**EXERCISE**:
The response must contain every line below in which "IndexMap" appears.

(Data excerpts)
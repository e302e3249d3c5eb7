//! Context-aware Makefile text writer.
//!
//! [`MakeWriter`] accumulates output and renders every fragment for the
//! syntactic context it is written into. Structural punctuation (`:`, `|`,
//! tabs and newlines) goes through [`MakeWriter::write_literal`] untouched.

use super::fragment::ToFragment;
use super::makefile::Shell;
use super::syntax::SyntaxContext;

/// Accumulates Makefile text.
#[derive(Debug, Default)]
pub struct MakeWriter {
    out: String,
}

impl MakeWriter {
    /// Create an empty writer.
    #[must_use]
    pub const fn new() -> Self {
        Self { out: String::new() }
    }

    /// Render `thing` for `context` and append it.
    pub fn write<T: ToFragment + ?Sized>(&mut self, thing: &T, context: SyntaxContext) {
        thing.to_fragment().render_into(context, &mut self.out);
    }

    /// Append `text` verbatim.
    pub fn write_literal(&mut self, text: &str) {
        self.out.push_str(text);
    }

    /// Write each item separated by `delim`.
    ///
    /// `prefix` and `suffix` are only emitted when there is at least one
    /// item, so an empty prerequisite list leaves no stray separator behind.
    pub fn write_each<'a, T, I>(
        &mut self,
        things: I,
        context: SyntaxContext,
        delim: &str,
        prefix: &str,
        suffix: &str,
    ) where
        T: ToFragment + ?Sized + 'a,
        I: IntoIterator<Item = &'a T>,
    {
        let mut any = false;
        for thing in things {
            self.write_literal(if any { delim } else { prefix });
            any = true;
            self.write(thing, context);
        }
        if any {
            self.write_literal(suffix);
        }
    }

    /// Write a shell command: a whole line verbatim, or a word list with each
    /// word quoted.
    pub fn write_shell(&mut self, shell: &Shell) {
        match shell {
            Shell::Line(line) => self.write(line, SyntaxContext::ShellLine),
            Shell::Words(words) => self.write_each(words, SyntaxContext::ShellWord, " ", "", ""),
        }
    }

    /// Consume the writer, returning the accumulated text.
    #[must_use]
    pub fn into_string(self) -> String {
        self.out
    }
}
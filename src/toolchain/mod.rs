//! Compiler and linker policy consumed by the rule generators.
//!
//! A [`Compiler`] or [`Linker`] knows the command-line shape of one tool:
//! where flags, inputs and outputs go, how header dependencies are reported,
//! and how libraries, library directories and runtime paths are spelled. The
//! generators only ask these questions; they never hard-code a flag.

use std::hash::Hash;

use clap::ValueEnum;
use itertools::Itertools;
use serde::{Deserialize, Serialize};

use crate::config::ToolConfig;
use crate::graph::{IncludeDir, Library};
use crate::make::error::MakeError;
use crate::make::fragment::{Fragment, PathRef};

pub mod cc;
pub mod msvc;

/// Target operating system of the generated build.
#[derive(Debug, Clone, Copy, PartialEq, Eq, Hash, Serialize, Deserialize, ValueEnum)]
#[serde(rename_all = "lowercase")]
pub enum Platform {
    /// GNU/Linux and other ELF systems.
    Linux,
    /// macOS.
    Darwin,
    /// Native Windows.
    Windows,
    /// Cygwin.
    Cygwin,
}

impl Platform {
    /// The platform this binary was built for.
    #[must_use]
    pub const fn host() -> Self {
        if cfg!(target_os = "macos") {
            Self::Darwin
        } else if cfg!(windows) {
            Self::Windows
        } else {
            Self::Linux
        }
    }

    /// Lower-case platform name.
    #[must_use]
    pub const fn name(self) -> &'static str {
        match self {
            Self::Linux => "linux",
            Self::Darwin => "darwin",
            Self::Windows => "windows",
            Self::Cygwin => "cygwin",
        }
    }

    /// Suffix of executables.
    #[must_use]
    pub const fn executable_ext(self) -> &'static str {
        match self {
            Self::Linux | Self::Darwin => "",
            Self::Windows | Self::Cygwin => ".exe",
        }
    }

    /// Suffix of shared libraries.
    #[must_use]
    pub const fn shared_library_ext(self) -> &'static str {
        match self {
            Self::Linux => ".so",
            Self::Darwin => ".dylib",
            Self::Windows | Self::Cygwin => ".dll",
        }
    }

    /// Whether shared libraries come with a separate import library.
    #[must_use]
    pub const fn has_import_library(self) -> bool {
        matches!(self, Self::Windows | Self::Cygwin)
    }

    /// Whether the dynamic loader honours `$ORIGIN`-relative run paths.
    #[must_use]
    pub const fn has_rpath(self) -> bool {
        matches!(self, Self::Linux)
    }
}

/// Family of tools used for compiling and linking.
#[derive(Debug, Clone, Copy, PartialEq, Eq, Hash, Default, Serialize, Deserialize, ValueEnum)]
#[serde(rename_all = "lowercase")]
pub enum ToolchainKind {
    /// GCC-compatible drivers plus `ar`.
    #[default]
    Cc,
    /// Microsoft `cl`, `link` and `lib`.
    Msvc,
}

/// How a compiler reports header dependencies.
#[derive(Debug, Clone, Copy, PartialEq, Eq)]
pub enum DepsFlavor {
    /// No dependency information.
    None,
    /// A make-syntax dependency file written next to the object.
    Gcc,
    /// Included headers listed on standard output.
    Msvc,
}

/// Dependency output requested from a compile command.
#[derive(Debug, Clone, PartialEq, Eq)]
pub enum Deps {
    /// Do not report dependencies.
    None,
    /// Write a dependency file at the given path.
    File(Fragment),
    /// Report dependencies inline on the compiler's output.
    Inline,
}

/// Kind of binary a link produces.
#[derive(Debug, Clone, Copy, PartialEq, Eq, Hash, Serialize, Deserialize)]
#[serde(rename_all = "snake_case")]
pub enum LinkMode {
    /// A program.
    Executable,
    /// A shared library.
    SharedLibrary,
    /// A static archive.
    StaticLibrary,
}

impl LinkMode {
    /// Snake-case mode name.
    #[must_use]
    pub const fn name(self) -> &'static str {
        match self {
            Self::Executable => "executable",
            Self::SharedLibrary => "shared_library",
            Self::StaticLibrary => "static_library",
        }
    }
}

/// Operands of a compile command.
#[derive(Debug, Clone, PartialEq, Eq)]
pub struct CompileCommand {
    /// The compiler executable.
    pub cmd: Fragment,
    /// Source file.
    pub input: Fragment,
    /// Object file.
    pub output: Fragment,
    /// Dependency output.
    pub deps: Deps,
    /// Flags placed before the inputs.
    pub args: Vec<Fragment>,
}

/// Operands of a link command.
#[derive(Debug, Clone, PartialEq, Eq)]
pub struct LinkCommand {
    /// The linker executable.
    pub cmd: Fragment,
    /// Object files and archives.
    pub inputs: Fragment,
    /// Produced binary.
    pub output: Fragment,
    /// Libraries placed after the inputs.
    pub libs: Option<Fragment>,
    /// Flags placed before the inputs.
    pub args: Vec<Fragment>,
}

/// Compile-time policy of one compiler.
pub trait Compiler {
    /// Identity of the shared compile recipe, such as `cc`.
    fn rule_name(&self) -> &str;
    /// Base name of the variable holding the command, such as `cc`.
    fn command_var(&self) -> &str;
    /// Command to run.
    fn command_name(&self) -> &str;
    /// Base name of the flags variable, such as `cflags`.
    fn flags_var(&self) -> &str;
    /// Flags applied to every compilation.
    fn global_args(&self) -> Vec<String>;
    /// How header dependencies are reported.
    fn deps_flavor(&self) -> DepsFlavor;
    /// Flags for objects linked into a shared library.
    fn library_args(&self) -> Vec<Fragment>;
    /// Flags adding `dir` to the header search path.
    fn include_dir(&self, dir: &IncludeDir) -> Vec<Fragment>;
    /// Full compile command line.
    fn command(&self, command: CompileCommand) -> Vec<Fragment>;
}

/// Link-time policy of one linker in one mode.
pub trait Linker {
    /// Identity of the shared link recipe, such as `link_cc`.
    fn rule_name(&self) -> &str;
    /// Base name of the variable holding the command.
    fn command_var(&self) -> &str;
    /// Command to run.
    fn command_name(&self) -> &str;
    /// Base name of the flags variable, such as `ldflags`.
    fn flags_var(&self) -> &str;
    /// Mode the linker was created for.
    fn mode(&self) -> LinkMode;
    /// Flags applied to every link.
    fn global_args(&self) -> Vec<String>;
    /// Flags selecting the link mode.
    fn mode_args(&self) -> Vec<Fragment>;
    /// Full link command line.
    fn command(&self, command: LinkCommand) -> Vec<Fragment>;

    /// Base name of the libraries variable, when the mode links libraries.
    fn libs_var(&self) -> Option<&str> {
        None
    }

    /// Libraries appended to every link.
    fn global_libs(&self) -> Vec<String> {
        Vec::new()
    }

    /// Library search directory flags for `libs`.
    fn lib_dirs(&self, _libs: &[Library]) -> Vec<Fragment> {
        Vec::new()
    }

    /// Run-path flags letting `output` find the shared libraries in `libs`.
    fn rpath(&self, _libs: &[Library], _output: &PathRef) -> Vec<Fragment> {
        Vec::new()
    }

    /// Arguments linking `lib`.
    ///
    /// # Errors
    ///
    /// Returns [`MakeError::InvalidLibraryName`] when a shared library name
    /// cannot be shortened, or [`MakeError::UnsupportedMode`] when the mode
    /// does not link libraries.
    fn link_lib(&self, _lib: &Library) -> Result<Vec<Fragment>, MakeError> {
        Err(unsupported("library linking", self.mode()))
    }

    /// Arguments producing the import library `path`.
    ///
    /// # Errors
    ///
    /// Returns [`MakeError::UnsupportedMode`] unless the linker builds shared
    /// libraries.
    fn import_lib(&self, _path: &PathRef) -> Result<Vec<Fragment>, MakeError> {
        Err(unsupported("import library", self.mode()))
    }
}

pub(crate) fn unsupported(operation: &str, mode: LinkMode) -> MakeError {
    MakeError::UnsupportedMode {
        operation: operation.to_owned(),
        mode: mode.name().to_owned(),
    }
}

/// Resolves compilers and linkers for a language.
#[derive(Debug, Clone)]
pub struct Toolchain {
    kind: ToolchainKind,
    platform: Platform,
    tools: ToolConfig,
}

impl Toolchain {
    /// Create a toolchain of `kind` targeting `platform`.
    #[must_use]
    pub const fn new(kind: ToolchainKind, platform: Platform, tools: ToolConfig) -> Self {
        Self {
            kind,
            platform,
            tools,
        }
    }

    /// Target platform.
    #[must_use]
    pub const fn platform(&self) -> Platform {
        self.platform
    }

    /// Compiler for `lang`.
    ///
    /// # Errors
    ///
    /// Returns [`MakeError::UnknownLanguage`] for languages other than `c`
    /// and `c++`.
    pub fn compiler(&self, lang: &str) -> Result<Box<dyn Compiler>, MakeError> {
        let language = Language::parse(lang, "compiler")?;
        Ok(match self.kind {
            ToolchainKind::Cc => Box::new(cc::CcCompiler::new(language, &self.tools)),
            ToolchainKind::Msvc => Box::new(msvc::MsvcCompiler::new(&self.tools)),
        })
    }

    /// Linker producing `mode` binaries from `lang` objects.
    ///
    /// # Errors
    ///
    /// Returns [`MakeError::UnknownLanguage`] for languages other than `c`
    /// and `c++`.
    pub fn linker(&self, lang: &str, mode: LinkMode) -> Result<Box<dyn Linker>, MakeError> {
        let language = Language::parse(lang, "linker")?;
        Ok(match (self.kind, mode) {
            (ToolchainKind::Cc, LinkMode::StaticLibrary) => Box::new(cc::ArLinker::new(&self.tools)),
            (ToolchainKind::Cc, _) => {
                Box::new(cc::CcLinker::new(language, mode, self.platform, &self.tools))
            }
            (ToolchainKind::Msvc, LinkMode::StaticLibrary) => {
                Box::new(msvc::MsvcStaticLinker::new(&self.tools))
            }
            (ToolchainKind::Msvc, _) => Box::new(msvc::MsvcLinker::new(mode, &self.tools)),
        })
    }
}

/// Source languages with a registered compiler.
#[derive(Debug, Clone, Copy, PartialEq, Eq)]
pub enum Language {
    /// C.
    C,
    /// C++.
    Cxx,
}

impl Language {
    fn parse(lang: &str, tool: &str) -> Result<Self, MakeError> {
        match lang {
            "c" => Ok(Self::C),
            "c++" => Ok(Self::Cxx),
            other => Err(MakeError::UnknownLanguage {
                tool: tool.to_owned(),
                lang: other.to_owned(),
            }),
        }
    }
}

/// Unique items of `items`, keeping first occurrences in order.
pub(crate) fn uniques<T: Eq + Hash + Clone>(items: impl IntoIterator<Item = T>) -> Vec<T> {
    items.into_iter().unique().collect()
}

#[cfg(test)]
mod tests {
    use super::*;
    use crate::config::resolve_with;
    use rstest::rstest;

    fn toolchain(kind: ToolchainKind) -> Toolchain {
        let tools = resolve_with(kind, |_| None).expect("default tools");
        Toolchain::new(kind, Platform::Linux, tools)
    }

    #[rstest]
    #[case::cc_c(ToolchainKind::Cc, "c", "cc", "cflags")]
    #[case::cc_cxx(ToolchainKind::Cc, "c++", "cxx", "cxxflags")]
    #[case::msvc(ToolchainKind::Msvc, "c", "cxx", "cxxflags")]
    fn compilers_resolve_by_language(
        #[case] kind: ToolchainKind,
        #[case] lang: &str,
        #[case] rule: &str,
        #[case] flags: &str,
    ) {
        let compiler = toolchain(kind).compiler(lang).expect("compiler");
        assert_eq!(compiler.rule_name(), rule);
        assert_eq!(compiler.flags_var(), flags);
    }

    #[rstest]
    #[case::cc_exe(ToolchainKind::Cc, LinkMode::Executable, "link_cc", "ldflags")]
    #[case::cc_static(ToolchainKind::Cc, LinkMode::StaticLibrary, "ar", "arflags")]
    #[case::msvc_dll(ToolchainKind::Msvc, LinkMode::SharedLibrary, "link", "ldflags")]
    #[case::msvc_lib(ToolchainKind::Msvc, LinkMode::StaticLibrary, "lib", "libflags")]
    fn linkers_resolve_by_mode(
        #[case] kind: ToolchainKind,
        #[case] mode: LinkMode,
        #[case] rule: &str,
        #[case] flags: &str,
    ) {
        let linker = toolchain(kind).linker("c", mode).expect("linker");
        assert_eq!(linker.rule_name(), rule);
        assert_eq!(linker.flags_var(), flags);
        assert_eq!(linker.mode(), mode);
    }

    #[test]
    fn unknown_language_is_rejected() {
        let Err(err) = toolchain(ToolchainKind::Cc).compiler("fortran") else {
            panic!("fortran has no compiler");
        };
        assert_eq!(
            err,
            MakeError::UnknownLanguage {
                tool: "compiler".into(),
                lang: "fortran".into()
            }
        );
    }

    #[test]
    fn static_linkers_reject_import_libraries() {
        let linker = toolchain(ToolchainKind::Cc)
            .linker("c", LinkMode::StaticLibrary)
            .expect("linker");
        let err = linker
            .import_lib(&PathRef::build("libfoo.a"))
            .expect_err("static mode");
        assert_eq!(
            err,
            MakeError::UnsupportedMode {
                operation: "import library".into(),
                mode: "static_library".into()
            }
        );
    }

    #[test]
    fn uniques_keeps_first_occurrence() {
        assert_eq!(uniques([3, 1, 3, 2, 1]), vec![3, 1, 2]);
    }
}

* * *

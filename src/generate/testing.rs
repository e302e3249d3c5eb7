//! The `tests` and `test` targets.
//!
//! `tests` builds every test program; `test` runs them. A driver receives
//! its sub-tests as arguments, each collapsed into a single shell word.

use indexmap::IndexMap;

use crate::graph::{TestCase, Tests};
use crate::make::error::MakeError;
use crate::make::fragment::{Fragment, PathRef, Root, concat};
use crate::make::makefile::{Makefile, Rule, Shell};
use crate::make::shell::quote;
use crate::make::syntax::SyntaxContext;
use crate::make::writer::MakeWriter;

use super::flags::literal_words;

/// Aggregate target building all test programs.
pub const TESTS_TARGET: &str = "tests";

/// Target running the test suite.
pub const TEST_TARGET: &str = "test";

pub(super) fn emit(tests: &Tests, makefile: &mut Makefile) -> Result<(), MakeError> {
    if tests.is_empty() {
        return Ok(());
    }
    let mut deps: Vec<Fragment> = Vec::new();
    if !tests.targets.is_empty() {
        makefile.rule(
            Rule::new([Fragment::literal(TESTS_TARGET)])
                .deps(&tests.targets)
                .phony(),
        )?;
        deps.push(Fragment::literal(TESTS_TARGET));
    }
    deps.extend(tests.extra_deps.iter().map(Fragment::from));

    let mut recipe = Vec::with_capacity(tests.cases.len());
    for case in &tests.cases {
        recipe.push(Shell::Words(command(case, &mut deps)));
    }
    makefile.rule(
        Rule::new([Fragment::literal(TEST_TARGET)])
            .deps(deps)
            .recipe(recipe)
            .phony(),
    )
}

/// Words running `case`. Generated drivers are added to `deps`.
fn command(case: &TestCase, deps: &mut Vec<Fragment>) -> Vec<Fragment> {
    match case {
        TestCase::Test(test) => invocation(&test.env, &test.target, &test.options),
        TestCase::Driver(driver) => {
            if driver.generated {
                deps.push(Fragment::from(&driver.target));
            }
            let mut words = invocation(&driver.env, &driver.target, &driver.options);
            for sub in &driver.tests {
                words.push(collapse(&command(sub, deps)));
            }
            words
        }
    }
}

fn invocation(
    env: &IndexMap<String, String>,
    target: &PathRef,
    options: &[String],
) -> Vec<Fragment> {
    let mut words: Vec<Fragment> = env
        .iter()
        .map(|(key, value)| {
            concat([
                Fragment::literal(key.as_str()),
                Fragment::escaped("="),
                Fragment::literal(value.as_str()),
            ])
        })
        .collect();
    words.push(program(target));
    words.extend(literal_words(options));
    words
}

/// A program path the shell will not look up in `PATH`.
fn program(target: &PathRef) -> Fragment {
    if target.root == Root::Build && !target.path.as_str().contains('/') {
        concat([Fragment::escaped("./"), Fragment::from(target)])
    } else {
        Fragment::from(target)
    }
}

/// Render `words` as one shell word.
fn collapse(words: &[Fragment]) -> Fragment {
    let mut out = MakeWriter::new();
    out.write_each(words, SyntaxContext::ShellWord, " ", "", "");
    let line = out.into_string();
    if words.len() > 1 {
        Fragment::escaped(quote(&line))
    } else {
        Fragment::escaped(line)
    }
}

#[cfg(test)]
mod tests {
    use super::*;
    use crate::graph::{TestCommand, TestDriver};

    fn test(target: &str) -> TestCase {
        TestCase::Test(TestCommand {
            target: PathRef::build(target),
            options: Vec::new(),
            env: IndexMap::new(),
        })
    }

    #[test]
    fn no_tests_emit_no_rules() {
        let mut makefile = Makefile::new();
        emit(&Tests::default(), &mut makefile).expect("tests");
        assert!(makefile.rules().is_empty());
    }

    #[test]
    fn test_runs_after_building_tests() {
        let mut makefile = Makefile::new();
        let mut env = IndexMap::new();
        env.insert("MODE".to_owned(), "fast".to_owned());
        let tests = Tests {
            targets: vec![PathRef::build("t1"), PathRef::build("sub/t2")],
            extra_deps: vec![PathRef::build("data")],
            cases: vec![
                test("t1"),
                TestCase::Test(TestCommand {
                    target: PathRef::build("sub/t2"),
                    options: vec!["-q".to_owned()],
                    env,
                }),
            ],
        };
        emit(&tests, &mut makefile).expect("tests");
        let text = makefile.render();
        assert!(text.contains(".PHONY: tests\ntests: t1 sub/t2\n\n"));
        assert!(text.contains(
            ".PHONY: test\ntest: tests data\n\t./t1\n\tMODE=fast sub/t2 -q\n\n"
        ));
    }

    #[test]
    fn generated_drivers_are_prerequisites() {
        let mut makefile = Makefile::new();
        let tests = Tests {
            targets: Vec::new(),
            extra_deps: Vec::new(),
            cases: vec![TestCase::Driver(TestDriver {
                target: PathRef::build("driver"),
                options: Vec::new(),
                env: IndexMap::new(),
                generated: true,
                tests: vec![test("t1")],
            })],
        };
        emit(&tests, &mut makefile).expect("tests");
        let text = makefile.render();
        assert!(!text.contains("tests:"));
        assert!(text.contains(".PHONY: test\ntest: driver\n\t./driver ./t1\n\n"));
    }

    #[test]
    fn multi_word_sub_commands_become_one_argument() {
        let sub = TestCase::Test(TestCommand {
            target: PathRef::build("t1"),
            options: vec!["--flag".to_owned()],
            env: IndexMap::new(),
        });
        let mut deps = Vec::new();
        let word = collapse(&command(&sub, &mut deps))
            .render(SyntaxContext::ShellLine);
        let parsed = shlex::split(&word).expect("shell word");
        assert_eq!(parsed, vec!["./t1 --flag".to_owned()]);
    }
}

**SOLUTION FOR THIS EXERCISE**:
use indexmap::IndexMap;
    env: &IndexMap<String, String>,
            env: IndexMap::new(),
        let mut env = IndexMap::new();
                env: IndexMap::new(),
            env: IndexMap::new(),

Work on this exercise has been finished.